In associative modeling, we care deeply about one (or a few) specific coefficients. We want to ensure that \(\hat{\beta}_{\text{exposure}}\) reflects the true relationship, free from confounding bias. This is the setting where confounding and interaction become critical.

In epidemiology, we are almost always doing associative modeling. We have a specific exposure of interest (e.g., sleep) and want to estimate its effect on a health outcome (e.g., physical health days) while controlling for confounders.

A Warning About Extrapolation

We should never extrapolate predictions from a statistical model beyond the range of the observed data. Extrapolation assumes that the relationship continues unchanged into regions where we have no data, which is often false.

A famous example: NASA engineers extrapolated O-ring performance data to predict behavior at temperatures colder than any previously tested.
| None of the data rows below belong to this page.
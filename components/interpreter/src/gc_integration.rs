//! GC integration
//!
//! The collector in `memory_manager` only marks and sweeps. This module
//! drives it from the interpreter's safe points, runs the `__gc`
//! finalizers it queues (they are Lua calls), enforces the configured
//! memory limit and implements the host-facing `gc` control commands.

use crate::config::GcMode;
use crate::state::State;
use core_types::{LuaResult, Status, TagMethod};
use memory_manager::{CallStatus, GcKind, GcPhase, StepOutcome};
use tracing::{debug, warn};

/// A collector control request.
#[derive(Debug, Clone, Copy, PartialEq, Eq)]
pub enum GcCommand {
    /// Stops automatic collection
    Stop,
    /// Restarts automatic collection
    Restart,
    /// Runs a full cycle
    Collect,
    /// Memory in use, in KiB
    Count,
    /// Remainder of memory in use modulo 1024, in bytes
    CountBytes,
    /// Performs a step as if this many KiB had been allocated (0 for one
    /// basic step); answers whether a cycle finished
    Step(usize),
    /// Whether the collector is running (not stopped by the host)
    IsRunning,
    /// Switches to incremental mode; zero parameters keep their value
    Incremental {
        /// Pause between cycles, in percent
        pause: usize,
        /// Step multiplier, in percent
        step_mul: usize,
        /// Log2 of the step size in bytes
        step_size: u32,
    },
    /// Switches to generational mode; zero parameters keep their value
    Generational {
        /// Minor multiplier, in percent
        minor_mul: usize,
        /// Major multiplier, in percent
        major_mul: usize,
    },
}

/// Answer to a [`GcCommand`].
#[derive(Debug, Clone, Copy, PartialEq, Eq)]
pub enum GcReply {
    /// The command has no answer
    Done,
    /// A memory amount
    Count(usize),
    /// A yes/no answer
    Flag(bool),
    /// The mode in effect before the command
    Mode(GcMode),
}

impl State {
    /// Executes a collector command.
    ///
    /// # Examples
    ///
    /// ```
    /// use interpreter::{GcCommand, GcReply, State};
    ///
    /// let mut state = State::new();
    /// state.gc(GcCommand::Stop).unwrap();
    /// assert_eq!(state.gc(GcCommand::IsRunning).unwrap(), GcReply::Flag(false));
    /// ```
    pub fn gc(&mut self, cmd: GcCommand) -> LuaResult<GcReply> {
        if self.heap.gc.stopped_internally {
            // inside a finalizer: the collector stays untouched
            return Ok(GcReply::Done);
        }
        let reply = match cmd {
            GcCommand::Stop => {
                self.heap.gc.stopped_by_user = true;
                GcReply::Done
            }
            GcCommand::Restart => {
                self.heap.gc.set_debt(0);
                self.heap.gc.stopped_by_user = false;
                GcReply::Done
            }
            GcCommand::Collect => {
                self.full_collect(false)?;
                GcReply::Done
            }
            GcCommand::Count => GcReply::Count(self.heap.total_bytes() >> 10),
            GcCommand::CountBytes => GcReply::Count(self.heap.total_bytes() & 0x3ff),
            GcCommand::Step(kib) => {
                let stopped = self.heap.gc.stopped_by_user;
                self.heap.gc.stopped_by_user = false;
                let mut debt = 1isize;
                if kib == 0 {
                    self.heap.gc.set_debt(0);
                    self.gc_step()?;
                } else {
                    debt = (kib as isize).saturating_mul(1024) + self.heap.gc.debt();
                    self.heap.gc.set_debt(debt);
                    self.check_gc()?;
                }
                self.heap.gc.stopped_by_user = stopped;
                GcReply::Flag(debt > 0 && self.heap.gc.phase() == GcPhase::Pause)
            }
            GcCommand::IsRunning => GcReply::Flag(!self.heap.gc.stopped_by_user),
            GcCommand::Incremental {
                pause,
                step_mul,
                step_size,
            } => {
                let old = self.gc_mode();
                let params = &mut self.heap.gc.params;
                if pause != 0 {
                    params.pause = pause;
                }
                if step_mul != 0 {
                    params.step_mul = step_mul;
                }
                if step_size != 0 {
                    params.step_size = step_size;
                }
                self.heap.change_mode(GcKind::Incremental);
                GcReply::Mode(old)
            }
            GcCommand::Generational {
                minor_mul,
                major_mul,
            } => {
                let old = self.gc_mode();
                let params = &mut self.heap.gc.params;
                if minor_mul != 0 {
                    params.gen_minor_mul = minor_mul;
                }
                if major_mul != 0 {
                    params.gen_major_mul = major_mul;
                }
                self.heap.change_mode(GcKind::Generational);
                GcReply::Mode(old)
            }
        };
        Ok(reply)
    }

    fn gc_mode(&self) -> GcMode {
        if self.heap.gc.is_generational() {
            GcMode::Generational
        } else {
            GcMode::Incremental
        }
    }

    // ========================================================================
    // Safe points
    // ========================================================================

    /// Collector safe point: performs a step when allocation debt is due and
    /// enforces the memory limit.
    pub(crate) fn check_gc(&mut self) -> LuaResult<()> {
        if self.heap.gc.debt() > 0 {
            self.gc_step()?;
        }
        self.check_memory_limit()
    }

    fn gc_step(&mut self) -> LuaResult<()> {
        match self.heap.step() {
            StepOutcome::Done => Ok(()),
            StepOutcome::RunFinalizers(n) => {
                self.run_finalizers(n);
                Ok(())
            }
        }
    }

    fn full_collect(&mut self, emergency: bool) -> LuaResult<()> {
        debug!(emergency, "full collection requested");
        if let StepOutcome::RunFinalizers(n) = self.heap.full_gc(emergency) {
            self.run_finalizers(n);
        }
        Ok(())
    }

    fn check_memory_limit(&mut self) -> LuaResult<()> {
        let Some(limit) = self.config.memory_limit else {
            return Ok(());
        };
        if self.heap.total_bytes() <= limit {
            return Ok(());
        }
        if self.heap.gc.is_running() {
            self.full_collect(true)?;
        }
        if self.heap.total_bytes() > limit {
            warn!(
                total = self.heap.total_bytes(),
                limit, "memory limit exceeded"
            );
            return Err(self.memory_error());
        }
        Ok(())
    }

    // ========================================================================
    // Finalizers
    // ========================================================================

    /// Runs up to `n` queued finalizers.
    fn run_finalizers(&mut self, n: usize) {
        for _ in 0..n {
            if !self.call_one_finalizer() {
                break;
            }
        }
    }

    /// Runs every queued finalizer, regardless of the collector's state.
    pub(crate) fn call_all_pending_finalizers(&mut self) {
        while self.call_one_finalizer() {}
    }

    /// Calls the `__gc` metamethod of the next queued object. Errors become
    /// warnings. Returns `false` when the queue is empty.
    fn call_one_finalizer(&mut self) -> bool {
        let Some(obj) = self.heap.take_finalizable() else {
            return false;
        };
        let tm = self.heap.tm_by_obj(&obj, TagMethod::Gc);
        if tm.is_nil() {
            // the field was removed after registration
            return true;
        }
        if self.check_stack(2).is_err() {
            return true;
        }
        let old_allow_hook = self.thread().allow_hook;
        let old_stopped = self.heap.gc.stopped_internally;
        self.heap.gc.stopped_internally = true;
        self.thread_mut().allow_hook = false;
        let func = self.top();
        self.push_value(tm);
        self.push_value(obj);
        let ci = self.ci();
        self.thread_mut().call_infos[ci]
            .callstatus
            .insert(CallStatus::FIN);
        let status = self.pcall_raw(func, 0, |s| s.call_no_yield(func, 0));
        let ci = self.ci();
        self.thread_mut().call_infos[ci]
            .callstatus
            .remove(CallStatus::FIN);
        self.thread_mut().allow_hook = old_allow_hook;
        self.heap.gc.stopped_internally = old_stopped;
        if status != Status::Ok {
            let err = self.pop_value();
            warn!(status = ?status, "error in finalizer");
            self.warn_error("__gc", &err);
        }
        true
    }
}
The resulting decision to launch the Space Shuttle Challenger in cold weather led to the 1986 disaster.

Rule of thumb: Your model is only valid within the range of the data used to build it.

Part 2: In-Class Lab Activity

EPI 553 — Confounding and Interactions Lab Due: End of class, March 24, 2026

Instructions

In this lab, you will assess interaction and confounding in the BRFSS 2020 dataset. Work through each task systematically. You may discuss concepts with classmates, but your written answers and R code must be your own.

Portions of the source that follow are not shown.